Plaintiff Katherine Trujillo, 72, began renting an Amity Plaza apartment in January 2021. Id. at ¶ 11. Between January 2021 and May 2021, Mr. Martinez allegedly fixated on Ms. Trujillo, using his role as a maintenance worker to pursue her. Id. at ¶¶ 15, 17. “[U]nder the auspices of making repairs,” Mr. Martinez allegedly texted and called Ms. Trujillo frequently, sometimes masturbating while speaking with her telephonically. Id. at ¶¶ 17-19. According to Ms. Trujillo, Housing Defendants knew of Mr. Martinez's concerning behavior because they witnessed it. Id. at ¶ 21 (alleging that Housing Defendants “were aware” of Mr.

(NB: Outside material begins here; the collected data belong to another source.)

//! Progressive dispatch: decide how much of a batch the caller waits for.
//!
//! ```text
//! item 0 ──(awaited, metadata)──▶ mode
//!                                  │
//!          Webtoon ────────────────┼──▶ items 1.. in source order until Σheight ≥ 3500
//!          Paged / Unknown ────────┴──▶ item 1 only
//!                                  │
//!                                  ▼
//!                      response (every public URL)  +  detached background wave
//! ```
//!
//! Item 0 is representative of the whole batch: if it fails, the batch
//! fails. Any later failure is reported (disclosed phase) or logged
//! (background wave), never propagated.
//!
//! Every wave of a batch runs through the same [`ConcurrencyLimiter`], so at
//! most `config.concurrency` images of one batch are ever in flight, the
//! background wave included.

use crate::config::ProxyConfig;
use crate::error::{ImageError, ProxyError};
use crate::limiter::ConcurrencyLimiter;
use crate::output::{
    disclosure_message, BatchMode, BatchResponse, ChapterData, DisclosureSummary, ImageOutcome,
    TaskStatus, WaveReport,
};
use crate::pipeline::classify::Classification;
use crate::pipeline::fetch::{HttpFetcher, ImageFetcher};
use crate::pipeline::path::{ImageRef, PathResolver};
use crate::pipeline::task::{ImageTask, TaskContext};
use crate::pipeline::transform::{ImageCodec, WebpCodec};
use crate::upstream::{validate_chapter_id, AtHomeClient, ChapterSource};
use std::collections::VecDeque;
use std::sync::Arc;
use tokio::task::{JoinError, JoinHandle};
use tracing::{debug, info, warn};

/// Cumulative source height (pixels) a webtoon batch discloses before
/// answering.
pub const DISCLOSURE_HEIGHT: u64 = 3500;

/// Number of items a paged batch discloses, item 0 included.
pub const PAGED_DISCLOSURE: usize = 2;

/// What a dispatch hands back: the response for the caller and, when some
/// items were left for later, the handle of the wave processing them.
#[derive(Debug)]
pub struct Dispatched {
    pub response: BatchResponse,
    pub background: Option<BackgroundWave>,
}

/// The detached remainder of a batch.
///
/// Dropping the handle detaches the wave; it keeps running either way.
#[derive(Debug)]
pub struct BackgroundWave {
    handle: JoinHandle<WaveReport>,
    len: usize,
}

impl BackgroundWave {
    /// Number of images in the wave.
    pub fn len(&self) -> usize {
        self.len
    }

    pub fn is_empty(&self) -> bool {
        self.len == 0
    }

    pub fn is_finished(&self) -> bool {
        self.handle.is_finished()
    }

    /// Wait for every image in the wave to finish.
    pub async fn join(self) -> Result<WaveReport, ProxyError> {
        self.handle
            .await
            .map_err(|e| ProxyError::BackgroundJoin(e.to_string()))
    }
}

/// Process an explicit list of source URLs.
///
/// # Errors
/// - [`ProxyError::EmptyBatch`] for an empty list
/// - [`ProxyError::InvalidUrl`] if any entry is not an http(s) image URL
/// - [`ProxyError::FirstImageFailed`] if the first image cannot be processed
pub async fn process_urls<S: AsRef<str>>(
    urls: &[S],
    config: &ProxyConfig,
) -> Result<Dispatched, ProxyError> {
    if urls.is_empty() {
        return Err(ProxyError::EmptyBatch);
    }
    let resolver = PathResolver::new(&config.site_origin);
    let images = urls
        .iter()
        .map(|u| resolver.resolve_url(u.as_ref()))
        .collect::<Result<Vec<_>, _>>()?;
    process_batch(images, config).await
}

/// Resolve a chapter through the upstream API and process its pages.
///
/// The response additionally carries `baseUrl` (this site's origin) and the
/// upstream `chapter` descriptor.
pub async fn process_chapter(
    chapter_id: &str,
    config: &ProxyConfig,
) -> Result<Dispatched, ProxyError> {
    validate_chapter_id(chapter_id)?;
    let source = resolve_chapter_source(config)?;
    let manifest = source.resolve(chapter_id).await?;
    info!(
        "Chapter {} has {} pages (hash {})",
        chapter_id,
        manifest.filenames.len(),
        manifest.hash
    );
    if manifest.filenames.is_empty() {
        return Err(ProxyError::EmptyBatch);
    }

    let resolver = PathResolver::new(&config.site_origin);
    let images = manifest
        .filenames
        .iter()
        .map(|f| resolver.resolve_chapter(&manifest.base_url, &manifest.hash, f))
        .collect::<Result<Vec<_>, _>>()?;

    let mut dispatched = process_batch(images, config).await?;
    dispatched.response.base_url = Some(config.site_origin.clone());
    dispatched.response.chapter = Some(ChapterData {
        hash: manifest.hash,
        data: manifest.filenames,
    });
    Ok(dispatched)
}

/// Run the progressive dispatch over already-resolved images.
pub async fn process_batch(
    images: Vec<ImageRef>,
    config: &ProxyConfig,
) -> Result<Dispatched, ProxyError> {
    let total = images.len();
    if total == 0 {
        return Err(ProxyError::EmptyBatch);
    }
    info!("Dispatching batch of {} images", total);

    let ctx = TaskContext {
        store: config.cache_store(),
        fetcher: resolve_fetcher(config)?,
        codec: resolve_codec(config),
        progress: config.progress_callback.clone(),
    };
    let limiter = ConcurrencyLimiter::new(config.concurrency);
    if let Some(ref cb) = config.progress_callback {
        cb.on_batch_start(total);
    }

    let processed_images: Vec<String> = images.iter().map(|i| i.public_url.clone()).collect();
    let mut queue: VecDeque<ImageTask> = images
        .into_iter()
        .enumerate()
        .map(|(index, image)| ImageTask::new(index, total, image))
        .collect();

    // ── Item 0: sets the mode, fatal on failure ─────────────────────────
    let Some(first_task) = queue.pop_front() else {
        return Err(ProxyError::EmptyBatch);
    };
    let first = limiter.run(first_task.run(&ctx, true)).await;
    if let Some(error) = first.error() {
        return Err(ProxyError::FirstImageFailed {
            filename: first.filename.clone(),
            error: error.clone(),
        });
    }

    let mode = match first.classification() {
        Some(Classification::Webtoon) => BatchMode::Webtoon,
        Some(Classification::Paged) => BatchMode::Paged,
        None => BatchMode::Unknown,
    };
    debug!("Batch mode {:?} from {}", mode, first.filename);

    let mut cumulative_height = u64::from(first.height().unwrap_or(0));
    let mut disclosed = vec![first];
    let mut in_flight: VecDeque<InFlight> = VecDeque::new();

    // ── Disclosed phase ─────────────────────────────────────────────────
    match mode {
        BatchMode::Webtoon => {
            // Up to `width` items run ahead, but heights are added strictly
            // in source order. Whatever is still in flight when the
            // threshold is met belongs to the background wave.
            while cumulative_height < DISCLOSURE_HEIGHT {
                while in_flight.len() < limiter.width() {
                    let Some(task) = queue.pop_front() else { break };
                    in_flight.push_back(InFlight::spawn(&limiter, task, &ctx, true).await);
                }
                let Some(next) = in_flight.pop_front() else { break };
                let outcome = next.join().await;
                if outcome.is_success() {
                    cumulative_height += u64::from(outcome.height().unwrap_or(0));
                }
                disclosed.push(outcome);
            }
        }
        BatchMode::Paged | BatchMode::Unknown => {
            let extra = PAGED_DISCLOSURE.saturating_sub(1).min(queue.len());
            let tasks: Vec<ImageTask> = queue.drain(..extra).collect();
            disclosed.extend(run_wave(&limiter, tasks, &ctx, false).await);
        }
    }

    let failed: Vec<String> = disclosed
        .iter()
        .filter(|o| !o.is_success())
        .map(|o| o.public_url.clone())
        .collect();

    // ── Background wave ─────────────────────────────────────────────────
    let background_len = in_flight.len() + queue.len();
    let background = if background_len == 0 {
        None
    } else {
        Some(spawn_background(
            limiter,
            in_flight,
            queue.into_iter().collect(),
            ctx,
        ))
    };

    let summary = DisclosureSummary {
        total,
        disclosed: disclosed.len(),
        background: background_len,
        cumulative_height,
        mode: Some(mode),
    };
    info!(
        "Batch {:?}: {} disclosed ({} failed), {} in background, cumulative height {}",
        mode,
        summary.disclosed,
        failed.len(),
        summary.background,
        cumulative_height
    );
    if let Some(ref cb) = config.progress_callback {
        cb.on_disclosed(summary.disclosed, total);
    }

    Ok(Dispatched {
        response: BatchResponse {
            result: "ok".to_string(),
            processed_images,
            message: disclosure_message(summary.disclosed),
            failed_images: if failed.is_empty() { None } else { Some(failed) },
            base_url: None,
            chapter: None,
            summary,
        },
        background,
    })
}

// ── Internal helpers ─────────────────────────────────────────────────────

/// A spawned task together with what is needed to report it if it panics.
struct InFlight {
    index: usize,
    image: ImageRef,
    handle: JoinHandle<ImageOutcome>,
}

impl InFlight {
    async fn spawn(
        limiter: &ConcurrencyLimiter,
        task: ImageTask,
        ctx: &TaskContext,
        want_metadata: bool,
    ) -> Self {
        let index = task.index();
        let image = task.image().clone();
        let ctx = ctx.clone();
        let handle = limiter
            .spawn(async move { task.run(&ctx, want_metadata).await })
            .await;
        Self {
            index,
            image,
            handle,
        }
    }

    async fn join(self) -> ImageOutcome {
        match self.handle.await {
            Ok(outcome) => outcome,
            Err(e) => aborted_outcome(self.index, &self.image, e),
        }
    }
}

/// Run `tasks` through the limiter and collect their outcomes in order.
async fn run_wave(
    limiter: &ConcurrencyLimiter,
    tasks: Vec<ImageTask>,
    ctx: &TaskContext,
    want_metadata: bool,
) -> Vec<ImageOutcome> {
    let refs: Vec<(usize, ImageRef)> = tasks
        .iter()
        .map(|t| (t.index(), t.image().clone()))
        .collect();
    let futures = tasks.into_iter().map(|task| {
        let ctx = ctx.clone();
        async move { task.run(&ctx, want_metadata).await }
    });
    limiter
        .run_all(futures)
        .await
        .into_iter()
        .zip(refs)
        .map(|(result, (index, image))| {
            result.unwrap_or_else(|e| aborted_outcome(index, &image, e))
        })
        .collect()
}

/// Detach the remainder of the batch.
///
/// Each image already has its own failure boundary in [`ImageTask::run`];
/// this task only aggregates and logs.
fn spawn_background(
    limiter: ConcurrencyLimiter,
    in_flight: VecDeque<InFlight>,
    queued: Vec<ImageTask>,
    ctx: TaskContext,
) -> BackgroundWave {
    let len = in_flight.len() + queued.len();
    let handle = tokio::spawn(async move {
        let queued_wave = {
            let limiter = limiter.clone();
            let ctx = ctx.clone();
            async move { run_wave(&limiter, queued, &ctx, false).await }
        };
        let carried = futures::future::join_all(in_flight.into_iter().map(InFlight::join));
        let (mut outcomes, rest) = futures::join!(carried, queued_wave);
        outcomes.extend(rest);

        for outcome in &outcomes {
            if let TaskStatus::Failed(ref e) = outcome.status {
                warn!(
                    "Background image {} failed [{}]: {}",
                    outcome.filename,
                    e.kind(),
                    e
                );
            }
        }
        let report = WaveReport::from_outcomes(&outcomes);
        info!(
            "Background wave done: {} processed, {} skipped, {} failed",
            report.processed,
            report.skipped,
            report.failed.len()
        );
        if let Some(ref cb) = ctx.progress {
            cb.on_background_complete(&report);
        }
        report
    });
    BackgroundWave { handle, len }
}

fn aborted_outcome(index: usize, image: &ImageRef, err: JoinError) -> ImageOutcome {
    warn!("Task for {} was aborted: {}", image.filename, err);
    ImageOutcome {
        index,
        filename: image.filename.clone(),
        public_url: image.public_url.clone(),
        status: TaskStatus::Failed(ImageError::Aborted {
            filename: image.filename.clone(),
            detail: err.to_string(),
        }),
        metadata: None,
    }
}

/// Use the injected fetcher, or build the HTTP one from the config.
fn resolve_fetcher(config: &ProxyConfig) -> Result<Arc<dyn ImageFetcher>, ProxyError> {
    if let Some(ref fetcher) = config.fetcher {
        return Ok(Arc::clone(fetcher));
    }
    let fetcher = HttpFetcher::new(
        config.fetch_timeout(),
        config.max_image_bytes,
        &config.user_agent,
    )
    .map_err(|e| ProxyError::Internal(format!("HTTP client: {e}")))?;
    Ok(Arc::new(fetcher))
}

fn resolve_codec(config: &ProxyConfig) -> Arc<dyn ImageCodec> {
    match config.codec {
        Some(ref codec) => Arc::clone(codec),
        None => Arc::new(WebpCodec::default()),
    }
}

fn resolve_chapter_source(config: &ProxyConfig) -> Result<Arc<dyn ChapterSource>, ProxyError> {
    if let Some(ref source) = config.chapter_source {
        return Ok(Arc::clone(source));
    }
    let client = AtHomeClient::new(
        &config.api_base_url,
        config.fetch_timeout(),
        &config.user_agent,
    )?;
    Ok(Arc::new(client))
}

#[cfg(test)]
mod tests {
    use super::*;

    #[tokio::test]
    async fn empty_batch_is_rejected() {
        let config = ProxyConfig::default();
        let err = process_batch(Vec::new(), &config).await.unwrap_err();
        assert!(matches!(err, ProxyError::EmptyBatch));

        let none: [&str; 0] = [];
        let err = process_urls(&none, &config).await.unwrap_err();
        assert_eq!(err.status_code(), 400);
    }

    #[tokio::test]
    async fn invalid_url_fails_the_whole_batch() {
        let config = ProxyConfig::default();
        let err = process_urls(&["https://h/a.png", "not a url"], &config)
            .await
            .unwrap_err();
        assert!(matches!(err, ProxyError::InvalidUrl { .. }));
    }

    #[tokio::test]
    async fn bad_chapter_id_never_reaches_the_network() {
        let config = ProxyConfig::builder()
            .api_base_url("http://127.0.0.1:1")
            .build()
            .unwrap();
        let err = process_chapter("../etc", &config).await.unwrap_err();
        assert!(matches!(err, ProxyError::InvalidChapterId(_)));
    }

    #[tokio::test]
    async fn background_wave_reports_join() {
        let wave = BackgroundWave {
            handle: tokio::spawn(async { WaveReport::default() }),
            len: 0,
        };
        assert!(wave.is_empty());
        assert_eq!(wave.join().await.unwrap(), WaveReport::default());
    }

    #[test]
    fn policy_constants() {
        assert_eq!(DISCLOSURE_HEIGHT, 3500);
        assert_eq!(PAGED_DISCLOSURE, 2);
    }
}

Martinez's unprofessional conduct without specifying who observed that behavior or how). On May 3, 2021, after calling Ms. Trujillo eleven times, Mr. Martinez entered her apartment and raped her. Id. at ¶ 20.
B. PROCEDURAL HISTORY
On April 24, 2023, Ms. Trujillo began this lawsuit. See generally id. Her Complaint contains four causes of action. As to all defendants, she alleges (1) rental discrimination under the Fair Housing Act (“FHA”), 42 U.S.C. § 3604(b); (2) rental interference under the FHA, 42 U.S.C. § 3617; and (3) rental discrimination under the Colorado Fair Housing Act, Colo. Rev. Stat. §§ 24-34-502, 24-34-505.6. (Doc. # 1 at ¶¶ 22-35.) Specific to Mr. Martinez, Ms. Trujillo brings a fourth claim-sexual assault. Id. at ¶¶ 36-38.
On June 19, 2023, Housing Defendants filed a Motion to Dismiss, which seeks dismissal of Ms. Trujillo's first three claims under Rules 12(b)(1) and 12(b)(6) of the Federal Rules of Civil Procedure. See (Doc. # 16.) On November 15, 2023, the United States Department of Justice filed a Statement of Interest “to assist th[is] Court in interpreting the Fair Housing Act,” to which Housing Defendants responded. (Doc. # 38); (Doc. # 50); accord 28 U.S.C. § 517 (authorizing such statements of interest).
II. APPLICABLE LAW
A. RULE 12(b)(1)
Dismissal pursuant to Fed.R.Civ.P. 12(b)(1) is appropriate if the Court lacks subject matter jurisdiction over the claims for relief asserted in the complaint. “The burden of establishing subject matter jurisdiction is on the party asserting jurisdiction.” Port City Props. v. Union Pac. R.R. Co., 518 F.3d 1186, 1189 (10th Cir. 2008). Generally, a Rule 12(b)(1) motion attacks a complaint either facially or factually. Holt v. United States, 46 F.3d 1000, 1002-03 (10th Cir. 1995). A facial attack challenges the court's jurisdiction using only the factual allegations of the complaint. Id. at 1002. By contrast, a factual attack “may go beyond allegations contained in the complaint and challenge the facts upon which subject matter jurisdiction depends.” Id. at 1003. Unlike a facial attack, a factual attack permits the court to consider affidavits and other documents not contained within the complaint. Id.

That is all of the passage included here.